As the GOP continues its project to make Barack Obama a one-term president by prolonging the economic misery of Americans, facts increasingly are adjusted to fit predetermined notions.

As Media Matters documents, this discussion recently took place on Follow the Money at Fox Business Network:

BOLLING: All right, very quickly, Z99, guys. This is Harry Reid responding to Senator McConnell's blame-game accusation.

REID [video clip]: The massive layoffs we've had in America today have, of course -- are rooted in the last administration, and it's very clear that private-sector jobs have been doing just fine. It's the public-sector jobs where we've lost huge numbers.

BOLLING: First of all, can I just point something out? Public-sector jobs have increased by almost 160,000 since President Obama took office. What is he talking about?

STEPHEN HAYES (Fox News contributor): Yeah, you're going to hear that clip again and again and again.

Gosh, I should hope so- primarily because it's true. A partner organization of Media Matters explains

The chart below, updated with today's report, illustrates the steady contraction of the public sector and the expansion of the private economy since the Recovery Act actually began to reach the economy in early summer 2009. Since that time, the private sector has seen a net gain of 1.4 million jobs; if public-sector employment had just held steady, without any hiring or firing, the economy would have grown by about 2 million jobs over this period. Instead, budget cuts have eliminated 572,000 government workers on net.


















And still, Rush Limbaugh in June claimed of President Obama "The private sector middle class is his target. The public sector middle class are his beneficiaries." Thursday, Limbaugh condemned Barack Obama and argued "In percentages, private sector unemployment is down 5.4% since 2007. Government unemployment is down only 1.8% since 2007, and teacher unemployment is down 1.4%."

Someone wake Rush up and remind him that one of his heroes, George W. Bush, was president in 2007 and 2008, during which most of the private sector job loss took place. Public sector employment lags behind private sector employment, and so has dropped in the past two years as state and local tax revenues declined and politicians realized they could make political hay by making public employees pay for the sins of Wall Street.

Limbaugh leans on Thursday's editorial in the Wall Street Journal criticizing Senate Majority Leader Reid, who unfortunately said "It's very clear that private-sector jobs have been doing just fine" before adding " it's the public-sector jobs where we've lost huge numbers."

Census Bureau numbers support Reid's point that the public sector has taken the bigger hit. The pattern continued in August as the number of public sector jobs dropped by 17,000 while private sector employment increased by 17,000. In September, the decline in the number of public sector jobs accelerated, dropping by 34,000 while private sector employment, still insufficient, increased by 137,000. Nevertheless, the Journal's editors- after conceding that private employment lately has been climbing- claim "contrary to Mr. Reid, the real U.S. jobs problem continues to be in the private economy. If private employers were hiring at the pace they normally do in an economic recovery, we might be doing fine."

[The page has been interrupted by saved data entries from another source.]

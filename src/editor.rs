//! Query editor state: tabs and their text buffers.
//!
//! [`ActiveQueryEditor`] owns every tab's query text. The rest of the panel
//! reads the active query through [`ActiveQueryEditor::current_query`] and
//! changes it only through the holder.

/// Identifier of an editor tab, unique within one [`ActiveQueryEditor`].
pub type TabId = u64;

/// Multi-line text buffer with a cursor.
///
/// The cursor is a char index, so multi-byte input never splits a code point.
#[derive(Debug, Clone, Default, PartialEq, Eq)]
pub struct QueryBuffer {
    text: String,
    cursor: usize,
}

impl QueryBuffer {
    /// Creates a buffer holding `text` with the cursor at the end.
    pub fn new(text: impl Into<String>) -> Self {
        let text = text.into();
        let cursor = text.chars().count();
        Self { text, cursor }
    }

    pub fn text(&self) -> &str {
        &self.text
    }

    pub fn cursor(&self) -> usize {
        self.cursor
    }

    pub fn is_empty(&self) -> bool {
        self.text.is_empty()
    }

    /// Replaces the whole text and moves the cursor to the end.
    pub fn set_text(&mut self, text: impl Into<String>) {
        *self = Self::new(text);
    }

    fn len_chars(&self) -> usize {
        self.text.chars().count()
    }

    fn byte_index(&self, char_idx: usize) -> usize {
        self.text
            .char_indices()
            .nth(char_idx)
            .map(|(b, _)| b)
            .unwrap_or(self.text.len())
    }

    /// Char offsets at which each line starts. Always has at least one entry.
    fn line_starts(&self) -> Vec<usize> {
        let mut starts = vec![0];
        for (i, c) in self.text.chars().enumerate() {
            if c == '\n' {
                starts.push(i + 1);
            }
        }
        starts
    }

    fn line_len(starts: &[usize], row: usize, total: usize) -> usize {
        let end = starts.get(row + 1).map(|s| s - 1).unwrap_or(total);
        end - starts[row]
    }

    /// Returns the cursor as (row, column), both zero-based.
    pub fn cursor_position(&self) -> (usize, usize) {
        let starts = self.line_starts();
        let row = starts
            .iter()
            .rposition(|&s| s <= self.cursor)
            .unwrap_or(0);
        (row, self.cursor - starts[row])
    }

    fn move_to(&mut self, row: usize, col: usize) {
        let starts = self.line_starts();
        let row = row.min(starts.len() - 1);
        let len = Self::line_len(&starts, row, self.len_chars());
        self.cursor = starts[row] + col.min(len);
    }

    /// Inserts a character at the cursor position.
    pub fn insert(&mut self, c: char) {
        let idx = self.byte_index(self.cursor);
        self.text.insert(idx, c);
        self.cursor += 1;
    }

    pub fn newline(&mut self) {
        self.insert('\n');
    }

    /// Deletes the character before the cursor.
    pub fn backspace(&mut self) {
        if self.cursor > 0 {
            self.cursor -= 1;
            let idx = self.byte_index(self.cursor);
            self.text.remove(idx);
        }
    }

    /// Deletes the character at the cursor.
    pub fn delete(&mut self) {
        if self.cursor < self.len_chars() {
            let idx = self.byte_index(self.cursor);
            self.text.remove(idx);
        }
    }

    pub fn move_left(&mut self) {
        self.cursor = self.cursor.saturating_sub(1);
    }

    pub fn move_right(&mut self) {
        if self.cursor < self.len_chars() {
            self.cursor += 1;
        }
    }

    pub fn move_up(&mut self) {
        let (row, col) = self.cursor_position();
        if row > 0 {
            self.move_to(row - 1, col);
        }
    }

    pub fn move_down(&mut self) {
        let (row, col) = self.cursor_position();
        if row + 1 < self.line_starts().len() {
            self.move_to(row + 1, col);
        }
    }

    /// Moves the cursor to the start of the current line.
    pub fn move_home(&mut self) {
        let (row, _) = self.cursor_position();
        self.move_to(row, 0);
    }

    /// Moves the cursor to the end of the current line.
    pub fn move_end(&mut self) {
        let (row, _) = self.cursor_position();
        self.move_to(row, usize::MAX);
    }
}

/// One editor tab.
#[derive(Debug, Clone, PartialEq, Eq)]
pub struct EditorTab {
    pub id: TabId,
    pub title: String,
    pub buffer: QueryBuffer,
}

impl EditorTab {
    pub fn new(id: TabId, title: impl Into<String>) -> Self {
        Self {
            id,
            title: title.into(),
            buffer: QueryBuffer::default(),
        }
    }

    /// Returns the tab's query text.
    pub fn query(&self) -> &str {
        self.buffer.text()
    }
}

/// Owns the editor tabs and tracks which one is active.
#[derive(Debug, Clone)]
pub struct ActiveQueryEditor {
    tabs: Vec<EditorTab>,
    active: usize,
    next_id: TabId,
}

impl Default for ActiveQueryEditor {
    fn default() -> Self {
        Self::new()
    }
}

impl ActiveQueryEditor {
    /// Creates an editor with a single empty tab.
    pub fn new() -> Self {
        let mut editor = Self {
            tabs: Vec::new(),
            active: 0,
            next_id: 1,
        };
        editor.new_tab();
        editor
    }

    fn fresh_tab(&mut self) -> EditorTab {
        let id = self.next_id;
        self.next_id += 1;
        EditorTab::new(id, format!("Query {id}"))
    }

    /// Returns the active tab's query text.
    pub fn current_query(&self) -> &str {
        self.active_tab().query()
    }

    /// Replaces the active tab's query text.
    pub fn handle_query_change(&mut self, text: impl Into<String>) {
        self.buffer_mut().set_text(text);
    }

    pub fn editor_tabs(&self) -> &[EditorTab] {
        &self.tabs
    }

    /// Replaces the tab list.
    ///
    /// An empty list is replaced by a single fresh tab, and the active index
    /// is clamped to the new length.
    pub fn update_editor_tabs(&mut self, tabs: Vec<EditorTab>) {
        let max_id = tabs.iter().map(|t| t.id).max().unwrap_or(0);
        self.next_id = self.next_id.max(max_id + 1);
        self.tabs = tabs;
        if self.tabs.is_empty() {
            let tab = self.fresh_tab();
            self.tabs.push(tab);
        }
        self.active = self.active.min(self.tabs.len() - 1);
    }

    pub fn active_index(&self) -> usize {
        self.active
    }

    pub fn active_tab(&self) -> &EditorTab {
        &self.tabs[self.active]
    }

    pub fn buffer(&self) -> &QueryBuffer {
        &self.tabs[self.active].buffer
    }

    pub fn buffer_mut(&mut self) -> &mut QueryBuffer {
        &mut self.tabs[self.active].buffer
    }

    /// Opens a new empty tab after the existing ones and activates it.
    pub fn new_tab(&mut self) -> TabId {
        let tab = self.fresh_tab();
        let id = tab.id;
        self.tabs.push(tab);
        self.active = self.tabs.len() - 1;
        id
    }

    /// Closes the active tab. The last remaining tab is never closed.
    pub fn close_active_tab(&mut self) -> bool {
        if self.tabs.len() <= 1 {
            return false;
        }
        self.tabs.remove(self.active);
        self.active = self.active.min(self.tabs.len() - 1);
        true
    }

    /// Renames the tab with the given id. Returns false if no such tab exists.
    pub fn rename_tab(&mut self, id: TabId, title: impl Into<String>) -> bool {
        match self.tabs.iter_mut().find(|t| t.id == id) {
            Some(tab) => {
                tab.title = title.into();
                true
            }
            None => false,
        }
    }

    pub fn select_next(&mut self) {
        self.active = (self.active + 1) % self.tabs.len();
    }

    pub fn select_previous(&mut self) {
        self.active = (self.active + self.tabs.len() - 1) % self.tabs.len();
    }
}
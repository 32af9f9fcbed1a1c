//! Result table widget for the TUI.
//!
//! Renders a result set as a bordered table. Columns come from the first
//! row's keys, in order; NULL cells are styled distinctly.

use crate::executor::{ResultSet, Row};
use ratatui::{
    buffer::Buffer,
    layout::Rect,
    style::{Color, Modifier, Style},
    text::{Line, Span},
    widgets::Widget,
};
use serde_json::Value;

/// Maximum width for any column.
const MAX_COLUMN_WIDTH: usize = 40;

/// Minimum width for any column.
const MIN_COLUMN_WIDTH: usize = 4;

/// Rendered text of a NULL cell.
const NULL_TEXT: &str = "NULL";

/// Widget for rendering a result set as a table.
pub struct ResultTable<'a> {
    rows: &'a ResultSet,
    scroll: usize,
}

impl<'a> ResultTable<'a> {
    pub fn new(rows: &'a ResultSet) -> Self {
        Self { rows, scroll: 0 }
    }

    /// Skips the first `scroll` data rows.
    pub fn scroll(mut self, scroll: usize) -> Self {
        self.scroll = scroll;
        self
    }

    fn columns(&self) -> Vec<&'a str> {
        self.rows
            .first()
            .map(|row| row.keys().map(String::as_str).collect())
            .unwrap_or_default()
    }

    /// Text shown for a cell.
    pub fn display_value(value: Option<&Value>) -> String {
        match value {
            None | Some(Value::Null) => NULL_TEXT.to_string(),
            Some(Value::String(s)) => s.clone(),
            Some(other) => other.to_string(),
        }
    }

    fn calculate_column_widths(&self, columns: &[&str]) -> Vec<usize> {
        let mut widths: Vec<usize> = columns
            .iter()
            .map(|name| name.chars().count().max(MIN_COLUMN_WIDTH))
            .collect();

        for row in self.rows {
            for (i, name) in columns.iter().enumerate() {
                let len = Self::display_value(row.get(*name)).chars().count();
                widths[i] = widths[i].max(len);
            }
        }

        widths.iter().map(|&w| w.min(MAX_COLUMN_WIDTH)).collect()
    }

    /// Truncates to `max_width` characters, adding an ellipsis when cut.
    fn truncate(s: &str, max_width: usize) -> String {
        if s.chars().count() <= max_width {
            s.to_string()
        } else if max_width <= 3 {
            s.chars().take(max_width).collect()
        } else {
            let kept: String = s.chars().take(max_width - 3).collect();
            format!("{kept}...")
        }
    }

    /// Renders the table to lines; `max_rows` caps the number of data rows.
    pub fn render_to_lines(&self, available_width: usize, max_rows: usize) -> Vec<Line<'a>> {
        let mut lines = Vec::new();
        let columns = self.columns();

        if columns.is_empty() {
            lines.push(Line::from(Span::styled(
                "(no rows returned)",
                Style::default().fg(Color::DarkGray),
            )));
            return lines;
        }

        let widths = self.calculate_column_widths(&columns);

        // Borders plus one space of padding on each side
        let total_width: usize = widths.iter().sum::<usize>() + widths.len() * 3 + 1;
        let scale_factor = if total_width > available_width && available_width > 0 {
            available_width as f64 / total_width as f64
        } else {
            1.0
        };

        let adjusted_widths: Vec<usize> = widths
            .iter()
            .map(|&w| ((w as f64 * scale_factor) as usize).max(MIN_COLUMN_WIDTH))
            .collect();

        lines.push(Self::render_border(&adjusted_widths, '┌', '┬', '┐'));
        lines.push(Self::render_header_row(&columns, &adjusted_widths));
        lines.push(Self::render_border(&adjusted_widths, '├', '┼', '┤'));

        for row in self.rows.iter().skip(self.scroll).take(max_rows) {
            lines.push(Self::render_data_row(row, &columns, &adjusted_widths));
        }

        lines.push(Self::render_border(&adjusted_widths, '└', '┴', '┘'));

        let count = self.rows.len();
        let footer = format!("{} row{}", count, if count == 1 { "" } else { "s" });
        lines.push(Line::from(Span::styled(
            footer,
            Style::default().fg(Color::DarkGray),
        )));

        lines
    }

    fn render_border(widths: &[usize], left: char, mid: char, right: char) -> Line<'a> {
        let mut border = String::new();
        border.push(left);

        for (i, &width) in widths.iter().enumerate() {
            border.push_str(&"─".repeat(width + 2));
            if i < widths.len() - 1 {
                border.push(mid);
            }
        }

        border.push(right);

        Line::from(Span::styled(border, Style::default().fg(Color::DarkGray)))
    }

    fn render_header_row(columns: &[&str], widths: &[usize]) -> Line<'a> {
        let mut spans = vec![Span::styled("│", Style::default().fg(Color::DarkGray))];

        for (name, &width) in columns.iter().zip(widths) {
            let padded = format!(" {:width$} ", Self::truncate(name, width), width = width);
            spans.push(Span::styled(
                padded,
                Style::default()
                    .fg(Color::Cyan)
                    .add_modifier(Modifier::BOLD),
            ));
            spans.push(Span::styled("│", Style::default().fg(Color::DarkGray)));
        }

        Line::from(spans)
    }

    fn render_data_row(row: &Row, columns: &[&str], widths: &[usize]) -> Line<'a> {
        let mut spans = vec![Span::styled("│", Style::default().fg(Color::DarkGray))];

        for (name, &width) in columns.iter().zip(widths) {
            let value = row.get(*name);
            let display = Self::display_value(value);
            let padded = format!(" {:width$} ", Self::truncate(&display, width), width = width);

            let style = if matches!(value, None | Some(Value::Null)) {
                Style::default()
                    .fg(Color::DarkGray)
                    .add_modifier(Modifier::ITALIC)
            } else {
                Style::default()
            };

            spans.push(Span::styled(padded, style));
            spans.push(Span::styled("│", Style::default().fg(Color::DarkGray)));
        }

        Line::from(spans)
    }
}

impl Widget for ResultTable<'_> {
    fn render(self, area: Rect, buf: &mut Buffer) {
        // Top border, header, separator, bottom border and footer
        let max_rows = (area.height as usize).saturating_sub(5);
        let lines = self.render_to_lines(area.width as usize, max_rows);

        for (i, line) in lines.iter().enumerate() {
            if i >= area.height as usize {
                break;
            }
            let y = area.y + i as u16;
            buf.set_line(area.x, y, line, area.width);
        }
    }
}
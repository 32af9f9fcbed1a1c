//! Toast notification widget for the TUI.

use crate::notify::ToastKind;
use ratatui::{
    buffer::Buffer,
    layout::Rect,
    style::{Color, Modifier, Style},
    text::{Line, Span},
    widgets::{Block, Borders, Clear, Paragraph, Widget},
};

/// Toast notification widget.
pub struct Toast<'a> {
    kind: ToastKind,
    message: &'a str,
}

impl<'a> Toast<'a> {
    pub fn new(kind: ToastKind, message: &'a str) -> Self {
        Self { kind, message }
    }

    /// Calculates the area for the toast (bottom-right corner).
    pub fn area(screen: Rect) -> Rect {
        let width = 40.min(screen.width.saturating_sub(4));
        let height = 3.min(screen.height);
        let x = screen.x + screen.width.saturating_sub(width + 2);
        let y = screen.y + screen.height.saturating_sub(height + 1);
        Rect::new(x, y, width, height)
    }

    fn color(&self) -> Color {
        match self.kind {
            ToastKind::Success => Color::Green,
            ToastKind::Error => Color::Red,
        }
    }
}

impl Widget for Toast<'_> {
    fn render(self, area: Rect, buf: &mut Buffer) {
        Clear.render(area, buf);

        let title = match self.kind {
            ToastKind::Success => " Success ",
            ToastKind::Error => " Error ",
        };
        let block = Block::default()
            .borders(Borders::ALL)
            .border_style(Style::default().fg(self.color()))
            .title(title)
            .style(Style::default().bg(Color::Black));

        let inner = block.inner(area);
        block.render(area, buf);

        let max_len = inner.width as usize;
        let display_msg = if self.message.chars().count() > max_len {
            let kept: String = self.message.chars().take(max_len.saturating_sub(1)).collect();
            format!("{kept}…")
        } else {
            self.message.to_string()
        };

        let line = Line::from(vec![Span::styled(
            display_msg,
            Style::default()
                .fg(Color::White)
                .add_modifier(Modifier::BOLD),
        )]);

        Paragraph::new(line).render(inner, buf);
    }
}
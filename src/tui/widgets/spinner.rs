//! Spinner widget state for in-flight work.

use std::time::Instant;

/// Braille spinner frames.
const FRAMES: &[&str] = &["⠋", "⠙", "⠹", "⠸", "⠼", "⠴", "⠦", "⠧", "⠇", "⠏"];

/// Animation speed in milliseconds per frame.
const FRAME_DURATION_MS: u128 = 100;

/// Time-driven spinner with a label.
#[derive(Debug, Clone)]
pub struct Spinner {
    start_time: Instant,
    label: String,
}

impl Spinner {
    pub fn new(label: impl Into<String>) -> Self {
        Self {
            start_time: Instant::now(),
            label: label.into(),
        }
    }

    /// Spinner shown while a query is in flight.
    pub fn executing() -> Self {
        Self::new("Executing")
    }

    /// Spinner shown in place of the editor while it loads.
    pub fn loading_editor() -> Self {
        Self::new("Loading editor…")
    }

    /// Returns the current frame of the animation.
    pub fn frame(&self) -> &'static str {
        let elapsed_ms = self.start_time.elapsed().as_millis();
        let frame_index = (elapsed_ms / FRAME_DURATION_MS) as usize;
        FRAMES[frame_index % FRAMES.len()]
    }

    pub fn display(&self) -> String {
        format!("{} {}", self.frame(), self.label)
    }

    pub fn label(&self) -> &str {
        &self.label
    }
}

#[cfg(test)]
mod tests {
    use super::*;

    #[test]
    fn test_spinner_executing() {
        let spinner = Spinner::executing();
        assert_eq!(spinner.label(), "Executing");
        assert!(FRAMES.contains(&spinner.frame()));
    }

    #[test]
    fn test_spinner_display() {
        let spinner = Spinner::loading_editor();
        assert!(spinner.display().ends_with("Loading editor…"));
    }
}
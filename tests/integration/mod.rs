//! Library-level integration tests.

pub mod panel_test;
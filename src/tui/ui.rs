//! UI rendering for the TUI.
//!
//! Layout, top to bottom: controls bar, editor, results area. The toast is
//! drawn last, over everything else.

use super::app::{App, Focus};
use super::widgets::{controls, editor, empty_state, table, toast};
use crate::panel::ResultsView;
use ratatui::{
    layout::{Constraint, Direction, Layout, Rect},
    style::{Color, Style},
    widgets::{Block, Borders},
    Frame,
};

/// Editor height: six text rows plus borders.
const EDITOR_HEIGHT: u16 = 8;

/// Renders the entire UI.
pub fn render(frame: &mut Frame, app: &App) {
    let area = frame.area();

    let main_layout = Layout::default()
        .direction(Direction::Vertical)
        .constraints([
            Constraint::Length(1),             // Controls
            Constraint::Length(EDITOR_HEIGHT), // Editor
            Constraint::Min(3),                // Results
        ])
        .split(area);

    render_controls(frame, main_layout[0], app);
    render_editor(frame, main_layout[1], app);
    render_results(frame, main_layout[2], app);
    render_toast(frame, area, app);
}

fn render_controls(frame: &mut Frame, area: Rect, app: &App) {
    let editor = app.panel.editor();
    let widget = controls::ControlsBar::new(
        editor.editor_tabs(),
        editor.active_index(),
        app.panel.database(),
        app.run_spinner.as_ref(),
    );
    frame.render_widget(widget, area);
}

fn render_editor(frame: &mut Frame, area: Rect, app: &App) {
    let focused = app.focus == Focus::Editor;
    let buffer = app.panel.editor().buffer();
    let widget = editor::EditorView::new(
        buffer,
        app.panel.editor_state(),
        Some(&app.editor_spinner),
        focused,
    );
    frame.render_widget(widget, area);

    if focused && app.panel.is_editor_ready() {
        if let Some(position) = editor::cursor_screen_position(buffer, area) {
            frame.set_cursor_position(position);
        }
    }
}

fn render_results(frame: &mut Frame, area: Rect, app: &App) {
    match app.panel.view() {
        ResultsView::Empty => frame.render_widget(empty_state::EmptyState, area),
        ResultsView::Results(rows) => {
            let border_style = if app.focus == Focus::Results {
                Style::default().fg(Color::Cyan)
            } else {
                Style::default().fg(Color::DarkGray)
            };
            let block = Block::default()
                .borders(Borders::ALL)
                .border_style(border_style)
                .title(" Results ");
            let inner = block.inner(area);
            frame.render_widget(block, area);
            frame.render_widget(
                table::ResultTable::new(rows).scroll(app.results_scroll),
                inner,
            );
        }
    }
}

fn render_toast(frame: &mut Frame, screen: Rect, app: &App) {
    let toasts = app.panel.notifier();
    if toasts.is_visible() {
        frame.render_widget(
            toast::Toast::new(toasts.kind(), toasts.message()),
            toast::Toast::area(screen),
        );
    }
}
//! Configuration management for qpanel.
//!
//! Handles loading configuration from TOML files and environment variables.
//! Precedence, highest first: CLI arguments, config file, environment, defaults.

use crate::error::{PanelError, Result};
use serde::{Deserialize, Serialize};
use std::path::{Path, PathBuf};
use std::time::Duration;
use url::Url;

/// Endpoint used when neither the config file nor the environment names one.
pub const DEFAULT_ENDPOINT: &str = "https://localhost:7010/api/exportQuery";

/// Environment variable overriding the default endpoint.
pub const ENDPOINT_ENV: &str = "QPANEL_ENDPOINT";

/// Environment variable providing the default database selection.
pub const DATABASE_ENV: &str = "QPANEL_DATABASE";

const DEFAULT_TOAST_DURATION_MS: u64 = 3000;

/// Main configuration structure for qpanel.
#[derive(Debug, Clone, Serialize, Deserialize, Default)]
pub struct Config {
    /// Query endpoint settings.
    #[serde(default)]
    pub backend: BackendConfig,

    /// Panel behaviour settings.
    #[serde(default)]
    pub panel: PanelConfig,
}

/// Settings for the remote query endpoint.
#[derive(Debug, Clone, Serialize, Deserialize, Default, PartialEq, Eq)]
pub struct BackendConfig {
    /// Full URL the query is POSTed to.
    pub endpoint: Option<String>,

    /// Accept self-signed certificates (local HTTPS development servers).
    #[serde(default)]
    pub accept_invalid_certs: bool,

    /// Request timeout. Unset means the request waits indefinitely.
    pub timeout_secs: Option<u64>,
}

impl BackendConfig {
    /// Returns the configured endpoint, or the built-in default.
    pub fn endpoint(&self) -> &str {
        self.endpoint.as_deref().unwrap_or(DEFAULT_ENDPOINT)
    }

    /// Returns the request timeout, if one is configured.
    pub fn timeout(&self) -> Option<Duration> {
        self.timeout_secs.map(Duration::from_secs)
    }
}

/// Settings for the panel itself.
#[derive(Debug, Clone, Serialize, Deserialize, PartialEq, Eq)]
pub struct PanelConfig {
    /// Database name sent with every query.
    pub database: Option<String>,

    /// Directory exported files are written to.
    pub download_dir: Option<PathBuf>,

    /// How long a toast stays on screen.
    #[serde(default = "default_toast_duration_ms")]
    pub toast_duration_ms: u64,
}

fn default_toast_duration_ms() -> u64 {
    DEFAULT_TOAST_DURATION_MS
}

impl Default for PanelConfig {
    fn default() -> Self {
        Self {
            database: None,
            download_dir: None,
            toast_duration_ms: default_toast_duration_ms(),
        }
    }
}

impl PanelConfig {
    /// Returns the download directory: configured, else the platform
    /// download directory, else the current directory.
    pub fn download_dir(&self) -> PathBuf {
        self.download_dir
            .clone()
            .or_else(dirs::download_dir)
            .unwrap_or_else(|| PathBuf::from("."))
    }

    /// Returns the toast display duration.
    pub fn toast_duration(&self) -> Duration {
        Duration::from_millis(self.toast_duration_ms)
    }
}

impl Config {
    /// Returns the default config file path for the current platform.
    pub fn default_path() -> PathBuf {
        dirs::config_dir()
            .unwrap_or_else(|| PathBuf::from("."))
            .join("qpanel")
            .join("config.toml")
    }

    /// Loads configuration from a TOML file. A missing file yields defaults.
    pub fn load_from_file(path: &Path) -> Result<Self> {
        if !path.exists() {
            return Ok(Self::default());
        }

        let content = std::fs::read_to_string(path)
            .map_err(|e| PanelError::config(format!("Failed to read config file: {e}")))?;

        Self::parse_toml(&content, path)
    }

    /// Parses configuration from a TOML string.
    fn parse_toml(content: &str, path: &Path) -> Result<Self> {
        toml::from_str(content).map_err(|e| {
            PanelError::config(format!(
                "Configuration error in {}:\n  {}",
                path.display(),
                e
            ))
        })
    }

    /// Fills unset values from the process environment.
    pub fn apply_env_defaults(&mut self) {
        self.apply_env_with(|key| std::env::var(key).ok());
    }

    /// Fills unset values using the given variable lookup.
    pub fn apply_env_with<F>(&mut self, lookup: F)
    where
        F: Fn(&str) -> Option<String>,
    {
        if self.backend.endpoint.is_none() {
            self.backend.endpoint = lookup(ENDPOINT_ENV);
        }
        if self.panel.database.is_none() {
            self.panel.database = lookup(DATABASE_ENV);
        }
    }

    /// Checks that the endpoint is an absolute http(s) URL.
    pub fn validate(&self) -> Result<()> {
        let endpoint = self.backend.endpoint();
        let url = Url::parse(endpoint)
            .map_err(|e| PanelError::config(format!("Invalid endpoint '{endpoint}': {e}")))?;

        if url.scheme() != "http" && url.scheme() != "https" {
            return Err(PanelError::config(format!(
                "Invalid endpoint scheme '{}'. Expected 'http' or 'https'",
                url.scheme()
            )));
        }

        Ok(())
    }
}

Except that private sector employment growth has been dramatically outstripping public sector job growth. This constitutes, in Matthew Yglesias' term, The Conservative Recovery, which conservatives are complaining about only "because the President is a Democrat named Barack Obama."

Yglesias is right, except: when it comes to The Wall Street Journal, Rush Limbaugh, or a component of the communications arm of the Republican Party, it's necessary only that the President is a Democrat.